Zediva’s Fast Failure

By  |  Thursday, March 17, 2011 at 12:42 am

On Wednesday, Jared wrote about Zediva, a new movie-streaming service that offers new releases for cheap–by streaming them onto the Internet from banks of DVD players, without the permission or cooperation of the companies that own the content. He was worried it could turn out to be “another workaround that doesn’t quite work.”

Bingo! Or at least that’s the way it looks at the moment. The site went down, due to technical glitches that the company’s Twitter feed appears to blame at least in part on a mention on the Yahoo home page. (Being reviewed–pretty favorably–by David Pogue in his New York Times column probably didn’t help, either.) Then it came back up, but with a note explaining that the best prospective new members could do was to join a waitlist.

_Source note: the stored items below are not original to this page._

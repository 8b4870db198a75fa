use micromeasure_designer::{
    Calibration, EditorState, LengthUnit, MeasurePolygon, MeasureRectangle, Point, Shape,
};
use tempfile::TempDir;

#[test]
fn test_export_file_lists_every_handle() {
    let temp_dir = TempDir::new().unwrap();
    let path = temp_dir.path().join("coordinates.csv");

    let mut state = EditorState::new();
    state
        .add_shape(
            Shape::Rectangle(MeasureRectangle::new(Point::new(20.0, 20.0), 8.0, 4.0, 0.0)),
            Some("boxes"),
        )
        .unwrap();
    let triangle = MeasurePolygon::new(vec![
        Point::new(0.0, 0.0),
        Point::new(8.0, 0.0),
        Point::new(8.0, 8.0),
    ]);
    state.add_shape(Shape::Polygon(triangle), Some("cells")).unwrap();
    state.calibration = Calibration::new(8.0, 2.0, LengthUnit::Millimeter);

    state.export_coordinates_to_file(&path).unwrap();
    let text = std::fs::read_to_string(&path).unwrap();
    let lines: Vec<&str> = text.lines().collect();

    assert_eq!(lines[0], "# units: mm, scaling factor: 0.25");
    assert_eq!(lines.len(), 2 + 4 + 3);
    assert!(lines[2..6].iter().all(|l| l.starts_with("boxes,0,")));
    assert_eq!(lines[6], "cells,0,0,0.000000,0.000000");
    assert_eq!(lines[8], "cells,0,2,2.000000,2.000000");
}

#[test]
fn test_uncalibrated_export_is_in_pixels() {
    let temp_dir = TempDir::new().unwrap();
    let path = temp_dir.path().join("empty.csv");

    let state = EditorState::new();
    state.export_coordinates_to_file(&path).unwrap();
    let text = std::fs::read_to_string(&path).unwrap();
    assert_eq!(text, "# units: px, scaling factor: 1\n# structure,shape,point,x,y\n");
}

#[test]
fn test_export_to_missing_directory_fails() {
    let temp_dir = TempDir::new().unwrap();
    let path = temp_dir.path().join("missing").join("out.csv");
    assert!(EditorState::new().export_coordinates_to_file(&path).is_err());
}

Now, some of my favorite Web sites and services have been crushed by unexpected demand upon launch. It’s practically a rite of passage. (Many come back up swiftly, and work just fine from then on–which always leaves me wondering, why couldn’t their proprietors provide sufficient infrastructure in the first place?) So it’s possible that Zediva will bounce back.

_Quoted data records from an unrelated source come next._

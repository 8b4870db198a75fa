//! Ellipse measurement shape

use std::f64::consts::PI;

use micromeasure_core::geometry::local_axes;
use micromeasure_core::{BoundingBox, Point};

use super::rectangle::{
    box_params, box_render, degrees_value, restore_box, scaled_center, to_local,
};
use super::{
    check_scaling_factor, invalid_value, not_modifiable, MeasurementShape, OutputProperties,
    PropertyValue, RenderForm, ShapeParams, ShapeType,
};
use crate::control_points::{BoxControlPoints, Modifiers};
use crate::error::ShapeError;
use crate::profile::{polyline_profile, IntensityImage, IntensityProfile, ProfileOptions};

const MODIFIABLE: &[&str] = &["center", "radius", "angle"];

/// Radii closer than this are reported as a single radius.
const CIRCLE_TOLERANCE: f64 = 1e-9;

/// Rotatable ellipse inscribed in its control-point box.
#[derive(Debug, Clone, PartialEq)]
pub struct MeasureEllipse {
    control_points: BoxControlPoints,
    render: RenderForm,
}

impl MeasureEllipse {
    pub fn new(center: Point, width: f64, height: f64, angle: f64) -> Self {
        let control_points = BoxControlPoints::new(center, width, height, angle);
        Self {
            render: box_render(&control_points, true),
            control_points,
        }
    }

    pub fn control_points(&self) -> &BoxControlPoints {
        &self.control_points
    }

    /// Semi-axes along the width and height directions.
    pub fn radii(&self) -> (f64, f64) {
        (
            self.control_points.width().abs() / 2.0,
            self.control_points.height().abs() / 2.0,
        )
    }

    pub fn is_circle(&self) -> bool {
        let (rx, ry) = self.radii();
        (rx - ry).abs() <= CIRCLE_TOLERANCE
    }

    pub fn area(&self) -> f64 {
        let (rx, ry) = self.radii();
        PI * rx * ry
    }

    /// End points of the longer axis.
    fn major_axis(&self) -> [Point; 2] {
        let cp = &self.control_points;
        let (u, v) = local_axes(cp.angle());
        let (rx, ry) = self.radii();
        let half = if rx >= ry { u * rx } else { v * ry };
        [cp.center() - half, cp.center() + half]
    }
}

impl MeasurementShape for MeasureEllipse {
    fn shape_type(&self) -> ShapeType {
        ShapeType::Ellipse
    }

    fn center(&self) -> Point {
        self.control_points.center()
    }

    fn set_center(&mut self, center: Point) {
        self.control_points.set_center(center);
        self.update_from_controlpoints();
    }

    fn angle(&self) -> f64 {
        self.control_points.angle().to_degrees()
    }

    fn orientation(&self) -> f64 {
        self.control_points.angle()
    }

    fn update_from_controlpoints(&mut self) {
        self.render = box_render(&self.control_points, true);
    }

    fn render_form(&self) -> &RenderForm {
        &self.render
    }

    fn output_properties(&self) -> OutputProperties {
        let (rx, ry) = self.radii();
        let radius = if self.is_circle() {
            PropertyValue::Scalar(rx)
        } else {
            PropertyValue::Pair(rx, ry)
        };
        OutputProperties::new()
            .length("center", self.center())
            .length("radius", radius)
            .area("area", self.area())
            .angle("angle", self.angle())
    }

    fn modifiable_properties(&self) -> &'static [&'static str] {
        MODIFIABLE
    }

    fn update_property(
        &mut self,
        name: &str,
        value: &PropertyValue,
        scaling_factor: f64,
    ) -> Result<(), ShapeError> {
        check_scaling_factor(scaling_factor)?;
        let cp = &mut self.control_points;
        match name {
            "center" => cp.set_center(scaled_center(value, scaling_factor)?),
            "radius" => {
                let (rx, ry) = match value {
                    PropertyValue::Scalar(r) => (*r, *r),
                    PropertyValue::Pair(rx, ry) => (*rx, *ry),
                    PropertyValue::List(_) => {
                        return Err(invalid_value(name, "expected one radius or a pair"))
                    }
                };
                if !(rx.is_finite() && ry.is_finite() && rx > 0.0 && ry > 0.0) {
                    return Err(invalid_value(name, "radii must be positive"));
                }
                let width = (2.0 * rx / scaling_factor).copysign(cp.width());
                let height = (2.0 * ry / scaling_factor).copysign(cp.height());
                cp.set_size(width, height);
            }
            "angle" => cp.set_angle(degrees_value(name, value)?),
            _ => return Err(not_modifiable(name, ShapeType::Ellipse)),
        }
        self.update_from_controlpoints();
        Ok(())
    }

    fn save(&self) -> ShapeParams {
        box_params(&self.control_points)
    }

    fn restore(&mut self, params: &ShapeParams) -> Result<(), ShapeError> {
        restore_box(&mut self.control_points, params, ShapeType::Ellipse)?;
        self.update_from_controlpoints();
        Ok(())
    }

    fn handles(&self) -> Vec<Point> {
        self.control_points.corners().to_vec()
    }

    fn handles_visible(&self) -> bool {
        self.control_points.handles_visible()
    }

    fn active_handle(&self) -> Option<usize> {
        self.control_points.active_handle()
    }

    fn select(&mut self, visible: bool, handle: Option<usize>) {
        self.control_points.select(visible, handle);
    }

    fn drag_handle(&mut self, end: Point, modifiers: Modifiers, _snap_step: Option<f64>) {
        self.control_points.drag_handle(end, modifiers);
        self.update_from_controlpoints();
    }

    fn supports_rotation(&self) -> bool {
        true
    }

    fn set_drag_reference_angle(&mut self, reference: f64) {
        self.control_points.set_drag_reference_angle(reference);
    }

    fn rotate(&mut self, pointer_bearing: f64, snap_step: Option<f64>) {
        self.control_points.rotate(pointer_bearing, snap_step);
        self.update_from_controlpoints();
    }

    fn transform(&mut self, map: &dyn Fn(Point) -> Point, angle_delta: f64) {
        let cp = &mut self.control_points;
        let angle = cp.angle() + angle_delta;
        cp.set_center(map(cp.center()));
        cp.set_angle(angle);
        self.update_from_controlpoints();
    }

    fn contains_point(&self, p: &Point, tolerance: f64) -> bool {
        let (a, b) = to_local(&self.control_points, p);
        let (rx, ry) = self.radii();
        let (rx, ry) = (rx + tolerance, ry + tolerance);
        if rx <= 0.0 || ry <= 0.0 {
            return false;
        }
        (a / rx).powi(2) + (b / ry).powi(2) <= 1.0
    }

    fn bounds(&self) -> Option<BoundingBox> {
        BoundingBox::from_points(self.control_points.corners())
    }

    /// Samples along the major axis.
    fn intensity_profile(
        &self,
        image: &IntensityImage,
        options: &ProfileOptions,
    ) -> IntensityProfile {
        polyline_profile(&self.major_axis(), image, options)
    }
}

But you gotta wonder. The Twitter feed says that the service received a hundred times the views that the Zediva folks anticipated. If their expectations were so wildly off, how are they going to deal with the demand if the service is a hit? (If they get to be just five percent as popular as Netflix, they’ll have a million customers to deal with.) Isn’t the whole concept ludicrously unscalable? It’s a goofy scheme that strikes me as being only a half-notch or so more serious the one in Be Kind Rewind, the movie in which Jack Black and Mos Def accidentally destroy a store’s worth of VHS tapes and try to recreate all the films as home movies.

When I first heard of Zediva, I wondered how long it would take for the MPAA to sue it into extinction. Now I’m wondering if it might implode before the lawyers have a chance to go to work.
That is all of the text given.